EDIT: RemGlk relies on exit(0) in github.com/erkyrath/remglk/blob … isc.c#L168 I’ve made some progress learning setjmp and jmp_buf to get back to main - and making sure that both functions free up resources (gli_display_error doesn’t do this).

Quick update – version 0.2.5. Contains bug fixes only.

version 0.2.5 seems to be crashing for me on several stories in gli_windows_update (called by glk_select), using Git interpreter. I haven’t had time yet to bisect the commits to find why. I’ve gone back to 0.2.4 until I have time to investigate further. Thank you.

What games?

Some work (Freefall/Tetris works), but most crash for me. For example: mirror.ifarchive.org/if-archive/ … lx/CoS.zip City of Secrets v3, on Glulxe interpreter. Answer first two prompts (space twice) and a signal 11 (SIGSEGV) in gli_windows_update. I just integreated the changes committed in past 24 hours, still happening.

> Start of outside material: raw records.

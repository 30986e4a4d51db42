#![forbid(unsafe_code)]

//! Long-press state machine.
//!
//! [`LongPressEngine`] decides, from a stream of pointer samples and page
//! scroll notifications, whether the user is tapping, scrolling, or holding.
//! Time is supplied by the host: every operation takes `now`, and timers only
//! fire from [`LongPressEngine::tick`].
//!
//! # State Machine
//!
//! ```text
//! Idle ──start──▶ Pending ──commit──▶ Armed ──hold──▶ Triggered
//!                   │                   │                │
//!                   └──move/scroll──▶ Cancelled          │
//!                                       │                │
//!        Idle ◀──reset/settle/end───────┘◀───end/scroll──┘
//! ```
//!
//! # Invariants
//!
//! 1. At most one commit timer and one hold timer are live at any time.
//! 2. A fired or cancelled handle is cleared from its slot before the next
//!    transition.
//! 3. `on_long_press` runs at most once per interaction.
//! 4. `on_cancel` runs only when an interaction that reached `Triggered` ends.
//! 5. After [`dispose`](LongPressEngine::dispose) no timer is live and every
//!    operation is a no-op.
//!
//! # Failure Modes
//!
//! - A panic inside a caller callback propagates out of `tick`/`end`; the
//!   engine has already recorded the transition that invoked it.
//! - A duplicate `start` mid-interaction restarts tracking from the new
//!   position rather than being rejected.

use web_time::Instant;

use crate::classifier::{Movement, MovementClassifier};
use crate::config::{ConfigError, LongPressConfig};
use crate::geometry::Point;
use crate::sample::{PositionSample, SampleWindow};
use crate::timer::{
    ArmingTimers, FiredTimer, TimerHandle, TimerKind, TimerQueue, claim_slot, disarm_slot,
};

#[cfg(feature = "tracing")]
use crate::logging::{debug, trace, warn};
#[cfg(not(feature = "tracing"))]
use crate::{debug, trace, warn};

/// Observable engine state.
#[derive(Debug, Clone, Copy, PartialEq, Eq, Hash, Default)]
pub enum PressState {
    /// No interaction in progress.
    #[default]
    Idle,
    /// Pointer down; commit timer armed.
    Pending,
    /// Commit delay passed; hold timer armed.
    Armed,
    /// Hold elapsed; the long press is active until release.
    Triggered,
    /// Classified as a scroll; waiting for the scrolling flag to clear.
    Cancelled,
}

impl PressState {
    /// Whether a press is being tracked toward a possible long press.
    #[inline]
    #[must_use]
    pub const fn is_tracking(self) -> bool {
        matches!(self, Self::Pending | Self::Armed)
    }
}

/// Per-interaction tracking record, reset in place on every `start`.
#[derive(Debug, Clone, Default)]
pub struct TrackingState {
    start_position: Point,
    last_position: Point,
    is_scrolling: bool,
    long_press_triggered: bool,
    arming: ArmingTimers,
    samples: SampleWindow,
}

impl TrackingState {
    #[must_use]
    pub const fn start_position(&self) -> Point {
        self.start_position
    }

    #[must_use]
    pub const fn last_position(&self) -> Point {
        self.last_position
    }

    #[must_use]
    pub const fn is_scrolling(&self) -> bool {
        self.is_scrolling
    }

    #[must_use]
    pub const fn long_press_triggered(&self) -> bool {
        self.long_press_triggered
    }

    #[must_use]
    pub const fn arming(&self) -> &ArmingTimers {
        &self.arming
    }

    #[must_use]
    pub const fn samples(&self) -> &SampleWindow {
        &self.samples
    }

    fn restart(&mut self, position: Point, now: Instant) {
        self.start_position = position;
        self.last_position = position;
        self.is_scrolling = false;
        self.long_press_triggered = false;
        self.samples.clear();
        self.samples.push(PositionSample::new(position, now));
    }
}

/// Lifecycle of the page-level scroll listener.
#[derive(Debug, Clone, Copy, PartialEq, Eq)]
enum ScrollListener {
    Installed,
    Removed,
}

type Callback = Box<dyn FnMut()>;

/// Long-press recognizer for one target element.
///
/// Feed pointer samples through [`start`](Self::start),
/// [`move_to`](Self::move_to), [`end`](Self::end) and
/// [`cancel`](Self::cancel); forward page scrolls to
/// [`global_scroll`](Self::global_scroll); call [`tick`](Self::tick) at or
/// after [`next_deadline`](Self::next_deadline).
pub struct LongPressEngine {
    config: LongPressConfig,
    classifier: MovementClassifier,
    timers: TimerQueue,
    tracking: TrackingState,
    state: PressState,
    scroll_reset: Option<TimerHandle>,
    scroll_settle: Option<TimerHandle>,
    listener: ScrollListener,
    on_long_press: Callback,
    on_cancel: Option<Callback>,
}

impl std::fmt::Debug for LongPressEngine {
    fn fmt(&self, f: &mut std::fmt::Formatter<'_>) -> std::fmt::Result {
        f.debug_struct("LongPressEngine")
            .field("state", &self.state)
            .field("scrolling", &self.tracking.is_scrolling)
            .field("live_timers", &self.timers.len())
            .field("listener", &self.listener)
            .finish()
    }
}

impl LongPressEngine {
    /// Create an engine and install its page scroll listener.
    pub fn new(
        config: LongPressConfig,
        on_long_press: impl FnMut() + 'static,
    ) -> Result<Self, ConfigError> {
        config.validate()?;
        debug!(?config, "long-press engine created; scroll listener installed");
        Ok(Self {
            classifier: MovementClassifier::new(&config),
            config,
            timers: TimerQueue::new(),
            tracking: TrackingState::default(),
            state: PressState::Idle,
            scroll_reset: None,
            scroll_settle: None,
            listener: ScrollListener::Installed,
            on_long_press: Box::new(on_long_press),
            on_cancel: None,
        })
    }

    /// Attach the callback run when an active long press ends.
    #[must_use]
    pub fn with_on_cancel(mut self, on_cancel: impl FnMut() + 'static) -> Self {
        self.on_cancel = Some(Box::new(on_cancel));
        self
    }

    #[inline]
    #[must_use]
    pub const fn config(&self) -> &LongPressConfig {
        &self.config
    }

    #[inline]
    #[must_use]
    pub const fn state(&self) -> PressState {
        self.state
    }

    /// Whether the long press is currently active.
    #[inline]
    #[must_use]
    pub fn is_long_pressing(&self) -> bool {
        self.state == PressState::Triggered
    }

    #[inline]
    #[must_use]
    pub const fn is_scrolling(&self) -> bool {
        self.tracking.is_scrolling
    }

    #[inline]
    #[must_use]
    pub const fn tracking(&self) -> &TrackingState {
        &self.tracking
    }

    /// Number of timers currently scheduled, of any kind.
    #[inline]
    #[must_use]
    pub fn live_timer_count(&self) -> usize {
        self.timers.len()
    }

    /// Number of live timers of one kind.
    #[must_use]
    pub fn live_timers_of(&self, kind: TimerKind) -> usize {
        self.timers.count_kind(kind)
    }

    /// Whether the page scroll listener is still installed.
    #[inline]
    #[must_use]
    pub fn scroll_listener_installed(&self) -> bool {
        self.listener == ScrollListener::Installed
    }

    /// When the host should next call [`tick`](Self::tick).
    #[must_use]
    pub fn next_deadline(&self) -> Option<Instant> {
        self.timers.next_deadline()
    }

    /// Pointer down at `position`.
    ///
    /// Ignored while the scrolling flag is set. Otherwise tracking is reset in
    /// place, so a duplicate `start` mid-interaction restarts the press.
    /// Returns whether the press was accepted.
    pub fn start(&mut self, position: Point, now: Instant) -> bool {
        if !self.scroll_listener_installed() {
            return false;
        }
        if self.tracking.is_scrolling {
            trace!(?position, "start ignored while scrolling");
            return false;
        }
        if self.state != PressState::Idle {
            debug!(state = ?self.state, "re-entrant start restarts interaction");
        }
        self.tracking.restart(position, now);
        self.tracking
            .arming
            .arm_commit(&mut self.timers, now, self.config.commit_delay);
        self.transition(PressState::Pending);
        true
    }

    /// Pointer moved to `position`.
    ///
    /// Only `Pending` and `Armed` presses are sampled. Returns the
    /// classification, or `None` when the move was ignored.
    pub fn move_to(&mut self, position: Point, now: Instant) -> Option<Movement> {
        if !self.state.is_tracking() {
            return None;
        }
        self.tracking.last_position = position;
        self.tracking
            .samples
            .push(PositionSample::new(position, now));
        let movement = self.classifier.classify(
            self.tracking.start_position,
            position,
            &self.tracking.samples,
        );
        if movement.is_scroll() {
            debug!(?movement, "movement cancels press");
            self.tracking.is_scrolling = true;
            self.finish_interaction();
            self.schedule_scroll_reset(now);
        }
        Some(movement)
    }

    /// Pointer released. Returns whether a long press had triggered.
    pub fn end(&mut self, now: Instant) -> bool {
        self.release(now)
    }

    /// Pointer left the target or the host cancelled the touch.
    ///
    /// Same semantics as [`end`](Self::end).
    pub fn cancel(&mut self, now: Instant) -> bool {
        self.release(now)
    }

    /// The page scrolled.
    ///
    /// Cancels any in-flight interaction and holds the scrolling flag until
    /// `scroll_reset_delay` after the most recent scroll.
    pub fn global_scroll(&mut self, now: Instant) {
        if !self.scroll_listener_installed() {
            return;
        }
        self.tracking.is_scrolling = true;
        if self.state != PressState::Idle {
            debug!(state = ?self.state, "page scroll cancels press");
            self.finish_interaction();
        }
        disarm_slot(&mut self.timers, &mut self.scroll_settle);
        self.scroll_settle = Some(self.timers.schedule(
            TimerKind::ScrollSettle,
            now,
            self.config.scroll_reset_delay,
        ));
    }

    /// Fire every timer due at `now`, in deadline order.
    ///
    /// Cascaded timers are scheduled from the firing timer's deadline, so a
    /// single late tick still observes commit before hold. Returns the number
    /// of timers fired.
    pub fn tick(&mut self, now: Instant) -> usize {
        let mut fired = 0;
        while let Some(timer) = self.timers.pop_due(now) {
            fired += 1;
            self.on_timer(timer);
        }
        fired
    }

    /// Tear down: clear every timer and remove the scroll listener.
    ///
    /// Idempotent. Returns the number of timers that were still live.
    pub fn dispose(&mut self) -> usize {
        if !self.scroll_listener_installed() {
            return 0;
        }
        let disarmed = self.tracking.arming.disarm(&mut self.timers);
        self.scroll_reset = None;
        self.scroll_settle = None;
        let cleared = disarmed + self.timers.clear();
        self.tracking.long_press_triggered = false;
        self.tracking.is_scrolling = false;
        self.state = PressState::Idle;
        self.listener = ScrollListener::Removed;
        debug!(cleared, "long-press engine disposed; scroll listener removed");
        cleared
    }
}

// ---------------------------------------------------------------------------
// Internal transitions
// ---------------------------------------------------------------------------

impl LongPressEngine {
    fn transition(&mut self, to: PressState) {
        if self.state != to {
            trace!(from = ?self.state, to = ?to, "press state");
            self.state = to;
        }
    }

    fn release(&mut self, now: Instant) -> bool {
        if !self.scroll_listener_installed() {
            return false;
        }
        let was_long_press = self.tracking.long_press_triggered;
        self.finish_interaction();
        self.transition(PressState::Idle);
        if self.tracking.is_scrolling {
            self.schedule_scroll_reset(now);
        }
        was_long_press
    }

    /// Clear both arming timers and leave the active states.
    ///
    /// `Pending`/`Armed` become `Cancelled`; `Triggered` becomes `Idle` and
    /// runs `on_cancel`.
    fn finish_interaction(&mut self) {
        self.tracking.arming.disarm(&mut self.timers);
        let was_triggered = std::mem::take(&mut self.tracking.long_press_triggered);
        match self.state {
            PressState::Pending | PressState::Armed => self.transition(PressState::Cancelled),
            PressState::Triggered => self.transition(PressState::Idle),
            PressState::Idle | PressState::Cancelled => {}
        }
        if was_triggered && let Some(on_cancel) = self.on_cancel.as_mut() {
            on_cancel();
        }
    }

    fn schedule_scroll_reset(&mut self, now: Instant) {
        disarm_slot(&mut self.timers, &mut self.scroll_reset);
        self.scroll_reset = Some(self.timers.schedule(
            TimerKind::ScrollReset,
            now,
            self.config.scroll_reset_delay,
        ));
    }

    fn clear_scrolling(&mut self) {
        self.tracking.is_scrolling = false;
        if self.state == PressState::Cancelled {
            self.transition(PressState::Idle);
        }
    }

    #[cfg_attr(not(feature = "tracing"), allow(unused_variables))]
    fn on_timer(&mut self, timer: FiredTimer) {
        let FiredTimer { handle, deadline } = timer;
        match handle.kind() {
            TimerKind::Commit if self.tracking.arming.accept_commit(handle) => {
                if self.tracking.is_scrolling {
                    return;
                }
                self.tracking
                    .arming
                    .arm_hold(&mut self.timers, deadline, self.config.hold_duration);
                self.transition(PressState::Armed);
            }
            TimerKind::Hold if self.tracking.arming.accept_hold(handle) => {
                if self.tracking.is_scrolling {
                    return;
                }
                self.tracking.long_press_triggered = true;
                self.transition(PressState::Triggered);
                debug!(position = ?self.tracking.start_position, "long press");
                (self.on_long_press)();
            }
            TimerKind::ScrollReset if claim_slot(&mut self.scroll_reset, handle) => {
                // A page scroll still settling owns the flag.
                if self.scroll_settle.is_none() {
                    self.clear_scrolling();
                }
            }
            TimerKind::ScrollSettle if claim_slot(&mut self.scroll_settle, handle) => {
                self.clear_scrolling();
            }
            kind => {
                warn!(?kind, "fired timer has no owning slot");
            }
        }
    }
}

impl Drop for LongPressEngine {
    fn drop(&mut self) {
        self.dispose();
    }
}

// ---------------------------------------------------------------------------
// Tests
// ---------------------------------------------------------------------------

I could have made my own mistake, I still need to back out some of my own changes, but so far it looks like it’s something added between RemGlk 0.2.4 and latest.

EDIT: Is there some place in the code that I can remove the variance in the Glk window ID so it’s the same ID for the same data file every time RemGlk starts? it would make testing for this kind of crash easier to split out from my main code as I could just pipe in JSON blindly for quicker testing.
EDIT 2: rgwindow.c function gli_initialize_windows line

seems to be our source of variance with window ID each restart of RemGlk? I’ve hard-coded it to start with = 24 until I track down these crashes.

Ok, so I can’t seem to reproduce the crash on desktop, so it might be something with my own code. Changing tagcounter to non-random has made testing a lot easier. set tagcounter = 24 to use the input below.

$ ../glulxe/glulxe  CityofSecrets_v3.blb

{ "type": "init", "gen": 0, "metrics": { "width":720, "height":400, "charwidth":9, "charheight":16 }, "support": [ "timer", "hyperlinks", "graphics", "graphicswin" ] }

{"type":"char","gen":1,"window":27,"value":" "}

{"type":"char","gen":2,"window":33,"value":" "}

{"type":"line","gen":3,"window":33,"value":"go north"}

No crash, so it must be some mistake I’m making elsewhere. I’ll keep digging.

EDIT: Removing the random window ID has greatly simplified the cross-compile run-time testing. So far, no crash, so it must have been another mistake.

EDIT-2: Found my screwup, had one data structure with the old dirty begin end and not the new update. Not sure why the compiler didn’t catch it.

I tested CoS myself, just to be sure. Yes, it works as far as I can tell.

Thank you. I’ve confirmed it was my mistake, mismatched data structure. I’ve reorganized all my RemGlk usage to be able to better reproduce issue with clean builds on desktop and this should cut down on my false problem reports.